What is required: Render every entry exactly as it appears.

Data for processing:
"""

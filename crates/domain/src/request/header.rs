//! HTTP Header types

use serde::{Deserialize, Serialize};

/// Header carrying the gateway API key.
pub const API_KEY_HEADER: &str = "apikey";
/// Standard authorization header.
pub const AUTHORIZATION_HEADER: &str = "Authorization";
/// Standard content type header.
pub const CONTENT_TYPE_HEADER: &str = "Content-Type";
/// Standard content length header.
pub const CONTENT_LENGTH_HEADER: &str = "Content-Length";

/// A single HTTP header with name and value.
#[derive(Debug, Clone, PartialEq, Eq, Serialize, Deserialize)]
pub struct Header {
    /// The header name (e.g., "Content-Type")
    pub name: String,
    /// The header value (e.g., "application/json")
    pub value: String,
}

impl Header {
    /// Creates a new header.
    #[must_use]
    pub fn new(name: impl Into<String>, value: impl Into<String>) -> Self {
        Self {
            name: name.into(),
            value: value.into(),
        }
    }
}

/// An ordered collection of HTTP headers with case-insensitive lookup.
#[derive(Debug, Clone, Default, PartialEq, Eq, Serialize, Deserialize)]
#[serde(transparent)]
pub struct Headers {
    items: Vec<Header>,
}

impl Headers {
    /// Creates an empty header collection.
    #[must_use]
    pub const fn new() -> Self {
        Self { items: Vec::new() }
    }

    /// Sets a header, replacing any existing header with the same name.
    pub fn set(&mut self, name: impl Into<String>, value: impl Into<String>) {
        let header = Header::new(name, value);
        match self
            .items
            .iter_mut()
            .find(|h| h.name.eq_ignore_ascii_case(&header.name))
        {
            Some(existing) => *existing = header,
            None => self.items.push(header),
        }
    }

    /// Returns the value of a header (case-insensitive).
    #[must_use]
    pub fn get(&self, name: &str) -> Option<&str> {
        self.items
            .iter()
            .find(|h| h.name.eq_ignore_ascii_case(name))
            .map(|h| h.value.as_str())
    }

    /// Returns true if a header with this name is present.
    #[must_use]
    pub fn contains(&self, name: &str) -> bool {
        self.get(name).is_some()
    }

    /// Returns an iterator over the headers in insertion order.
    pub fn iter(&self) -> impl Iterator<Item = &Header> {
        self.items.iter()
    }

    /// Returns the number of headers.
    #[must_use]
    #[allow(clippy::missing_const_for_fn)] // Vec::len is not const in stable
    pub fn len(&self) -> usize {
        self.items.len()
    }

    /// Returns true if there are no headers.
    #[must_use]
    #[allow(clippy::missing_const_for_fn)] // Vec::is_empty is not const in stable
    pub fn is_empty(&self) -> bool {
        self.items.is_empty()
    }
}

impl FromIterator<Header> for Headers {
    fn from_iter<T: IntoIterator<Item = Header>>(iter: T) -> Self {
        let mut headers = Self::new();
        for header in iter {
            headers.set(header.name, header.value);
        }
        headers
    }
}
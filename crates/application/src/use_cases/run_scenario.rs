//! Run Scenario Use Case
//!
//! Executes the stages of a scenario in order. Each step moves through
//! the [`StepState`] machine exactly once; a step whose prerequisite did
//! not succeed, or that needs a session token nobody captured, is skipped
//! with a notice instead of being sent. Failures never abort steps that do
//! not depend on them, and the run always ends with a [`RunSummary`].

use std::collections::HashMap;
use std::sync::Arc;

use authprobe_domain::scenario::{Prerequisite, Stage};
use authprobe_domain::{
    DomainError, ProbeConfig, ProbeError, ProbeErrorKind, ProbeRequest, ProbeResult, RunSummary,
    Scenario, SessionToken, StepDefinition, StepReport, StepState, TestResults,
};
use serde_json::Value;
use tracing::{Instrument, info, info_span, warn};
use uuid::Uuid;

use crate::ApplicationResult;
use crate::ports::{Clock, HttpClient, ResponseValidator, ScenarioObserver};
use crate::use_cases::{CheckConnectivity, ExecuteProbe, SettleWait};

/// Shown for report fields absent from the response.
const MISSING_FIELD: &str = "(none)";

/// Mutable state of one run.
#[derive(Default)]
struct RunState {
    states: HashMap<String, StepState>,
    token: Option<SessionToken>,
    reports: Vec<StepReport>,
}
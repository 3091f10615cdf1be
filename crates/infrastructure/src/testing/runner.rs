//! Test runner implementation.
//!
//! Executes assertions against probe results and produces test results.

use authprobe_application::ports::ResponseValidator;
use authprobe_domain::response::{ProbeResult, ResponseBody};
use authprobe_domain::testing::{
    Assertion, AssertionResult, StatusExpectation, TestResults, TestSuite,
};

/// Characters of body shown when a body assertion fails.
const BODY_PREVIEW_CHARS: usize = 100;

/// Test runner that executes assertions against probe results.
#[derive(Debug, Default, Clone, Copy)]
pub struct TestRunner;

impl TestRunner {
    /// Create a new test runner.
    #[must_use]
    pub const fn new() -> Self {
        Self
    }

    /// Run a test suite against a probe result.
    #[must_use]
    pub fn run(&self, suite: &TestSuite, result: &ProbeResult) -> TestResults {
        let results = suite
            .assertions
            .iter()
            .map(|assertion| self.run_assertion(assertion, result))
            .collect();

        TestResults::new(suite.name.clone(), results)
    }

    /// Run a single assertion against a probe result.
    #[must_use]
    pub fn run_assertion(&self, assertion: &Assertion, result: &ProbeResult) -> AssertionResult {
        let (Some(status), Some(body)) = (result.status, result.body.as_ref()) else {
            let reason = result
                .error
                .as_ref()
                .map_or_else(|| "No response".to_string(), |e| format!("No response: {e}"));
            return AssertionResult::fail(assertion.clone(), reason);
        };

        match assertion {
            Assertion::StatusCode { expected } => check_status_code(assertion, status, expected),
            Assertion::JsonField { name } => check_json_field(assertion, body, name),
        }
    }
}

impl ResponseValidator for TestRunner {
    fn validate(&self, suite: &TestSuite, result: &ProbeResult) -> TestResults {
        self.run(suite, result)
    }
}

fn check_status_code(
    assertion: &Assertion,
    actual: u16,
    expected: &StatusExpectation,
) -> AssertionResult {
    if expected.matches(actual) {
        AssertionResult::pass_with_value(assertion.clone(), actual.to_string())
    } else {
        AssertionResult::fail_with_value(
            assertion.clone(),
            actual.to_string(),
            format!("Expected status {}, got {actual}", expected.description()),
        )
    }
}

fn check_json_field(assertion: &Assertion, body: &ResponseBody, name: &str) -> AssertionResult {
    if !body.is_json() {
        return AssertionResult::fail_with_value(
            assertion.clone(),
            body.preview(BODY_PREVIEW_CHARS),
            "Body is not JSON",
        );
    }

    match body.field(name) {
        Some(value) => AssertionResult::pass_with_value(assertion.clone(), value.to_string()),
        None => AssertionResult::fail(assertion.clone(), format!("JSON field '{name}' not found")),
    }
}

"""

Result of the exercise:
filename crates/domain/src/request/header.rs
//! HTTP Header types

use serde::{Deserialize, Serialize};

/// Header carrying the gateway API key.
pub const API_KEY_HEADER: &str = "apikey";
/// Standard authorization header.
pub const AUTHORIZATION_HEADER: &str = "Authorization";
/// Standard content type header.
pub const CONTENT_TYPE_HEADER: &str = "Content-Type";
/// Standard content length header.
pub const CONTENT_LENGTH_HEADER: &str = "Content-Length";

/// A single HTTP header with name and value.
#[derive(Debug, Clone, PartialEq, Eq, Serialize, Deserialize)]
pub struct Header {
    /// The header name (e.g., "Content-Type")
    pub name: String,
    /// The header value (e.g., "application/json")
    pub value: String,
}

impl Header {
    /// Creates a new header.
    #[must_use]
    pub fn new(name: impl Into<String>, value: impl Into<String>) -> Self {
        Self {
            name: name.into(),
            value: value.into(),
        }
    }
}

/// An ordered collection of HTTP headers with case-insensitive lookup.
#[derive(Debug, Clone, Default, PartialEq, Eq, Serialize, Deserialize)]
#[serde(transparent)]
pub struct Headers {
    items: Vec<Header>,
}

impl Headers {
    /// Creates an empty header collection.
    #[must_use]
    pub const fn new() -> Self {
        Self { items: Vec::new() }
    }

    /// Sets a header, replacing any existing header with the same name.
    pub fn set(&mut self, name: impl Into<String>, value: impl Into<String>) {
        let header = Header::new(name, value);
        match self
            .items
            .iter_mut()
            .find(|h| h.name.eq_ignore_ascii_case(&header.name))
        {
            Some(existing) => *existing = header,
            None => self.items.push(header),
        }
    }

    /// Returns the value of a header (case-insensitive).
    #[must_use]
    pub fn get(&self, name: &str) -> Option<&str> {
        self.items
            .iter()
            .find(|h| h.name.eq_ignore_ascii_case(name))
            .map(|h| h.value.as_str())
    }

    /// Returns true if a header with this name is present.
    #[must_use]
    pub fn contains(&self, name: &str) -> bool {
        self.get(name).is_some()
    }

    /// Returns an iterator over the headers in insertion order.
    pub fn iter(&self) -> impl Iterator<Item = &Header> {
        self.items.iter()
    }

    /// Returns the number of headers.
    #[must_use]
    #[allow(clippy::missing_const_for_fn)] // Vec::len is not const in stable
    pub fn len(&self) -> usize {
        self.items.len()
    }

    /// Returns true if there are no headers.
    #[must_use]
    #[allow(clippy::missing_const_for_fn)] // Vec::is_empty is not const in stable
    pub fn is_empty(&self) -> bool {
        self.items.is_empty()
    }
}

impl FromIterator<Header> for Headers {
    fn from_iter<T: IntoIterator<Item = Header>>(iter: T) -> Self {
        let mut headers = Self::new();
        for header in iter {
            headers.set(header.name, header.value);
        }
        headers
    }
}
filename crates/application/src/use_cases/run_scenario.rs
//! Run Scenario Use Case
//!
//! Executes the stages of a scenario in order. Each step moves through
//! the [`StepState`] machine exactly once; a step whose prerequisite did
//! not succeed, or that needs a session token nobody captured, is skipped
//! with a notice instead of being sent. Failures never abort steps that do
//! not depend on them, and the run always ends with a [`RunSummary`].

use std::collections::HashMap;
use std::sync::Arc;

use authprobe_domain::scenario::{Prerequisite, Stage};
use authprobe_domain::{
    DomainError, ProbeConfig, ProbeError, ProbeErrorKind, ProbeRequest, ProbeResult, RunSummary,
    Scenario, SessionToken, StepDefinition, StepReport, StepState, TestResults,
};
use serde_json::Value;
use tracing::{Instrument, info, info_span, warn};
use uuid::Uuid;

use crate::ApplicationResult;
use crate::ports::{Clock, HttpClient, ResponseValidator, ScenarioObserver};
use crate::use_cases::{CheckConnectivity, ExecuteProbe, SettleWait};

/// Shown for report fields absent from the response.
const MISSING_FIELD: &str = "(none)";

/// Mutable state of one run.
#[derive(Default)]
struct RunState {
    states: HashMap<String, StepState>,
    token: Option<SessionToken>,
    reports: Vec<StepReport>,
}
repository 3091f10615cdf1be
filename crates/infrastructure/src/testing/runner.rs
//! Test runner implementation.
//!
//! Executes assertions against probe results and produces test results.

use authprobe_application::ports::ResponseValidator;
use authprobe_domain::response::{ProbeResult, ResponseBody};
use authprobe_domain::testing::{
    Assertion, AssertionResult, StatusExpectation, TestResults, TestSuite,
};

/// Characters of body shown when a body assertion fails.
const BODY_PREVIEW_CHARS: usize = 100;

/// Test runner that executes assertions against probe results.
#[derive(Debug, Default, Clone, Copy)]
pub struct TestRunner;

impl TestRunner {
    /// Create a new test runner.
    #[must_use]
    pub const fn new() -> Self {
        Self
    }

    /// Run a test suite against a probe result.
    #[must_use]
    pub fn run(&self, suite: &TestSuite, result: &ProbeResult) -> TestResults {
        let results = suite
            .assertions
            .iter()
            .map(|assertion| self.run_assertion(assertion, result))
            .collect();

        TestResults::new(suite.name.clone(), results)
    }

    /// Run a single assertion against a probe result.
    #[must_use]
    pub fn run_assertion(&self, assertion: &Assertion, result: &ProbeResult) -> AssertionResult {
        let (Some(status), Some(body)) = (result.status, result.body.as_ref()) else {
            let reason = result
                .error
                .as_ref()
                .map_or_else(|| "No response".to_string(), |e| format!("No response: {e}"));
            return AssertionResult::fail(assertion.clone(), reason);
        };

        match assertion {
            Assertion::StatusCode { expected } => check_status_code(assertion, status, expected),
            Assertion::JsonField { name } => check_json_field(assertion, body, name),
        }
    }
}

impl ResponseValidator for TestRunner {
    fn validate(&self, suite: &TestSuite, result: &ProbeResult) -> TestResults {
        self.run(suite, result)
    }
}

fn check_status_code(
    assertion: &Assertion,
    actual: u16,
    expected: &StatusExpectation,
) -> AssertionResult {
    if expected.matches(actual) {
        AssertionResult::pass_with_value(assertion.clone(), actual.to_string())
    } else {
        AssertionResult::fail_with_value(
            assertion.clone(),
            actual.to_string(),
            format!("Expected status {}, got {actual}", expected.description()),
        )
    }
}

fn check_json_field(assertion: &Assertion, body: &ResponseBody, name: &str) -> AssertionResult {
    if !body.is_json() {
        return AssertionResult::fail_with_value(
            assertion.clone(),
            body.preview(BODY_PREVIEW_CHARS),
            "Body is not JSON",
        );
    }

    match body.field(name) {
        Some(value) => AssertionResult::pass_with_value(assertion.clone(), value.to_string()),
        None => AssertionResult::fail(assertion.clone(), format!("JSON field '{name}' not found")),
    }
}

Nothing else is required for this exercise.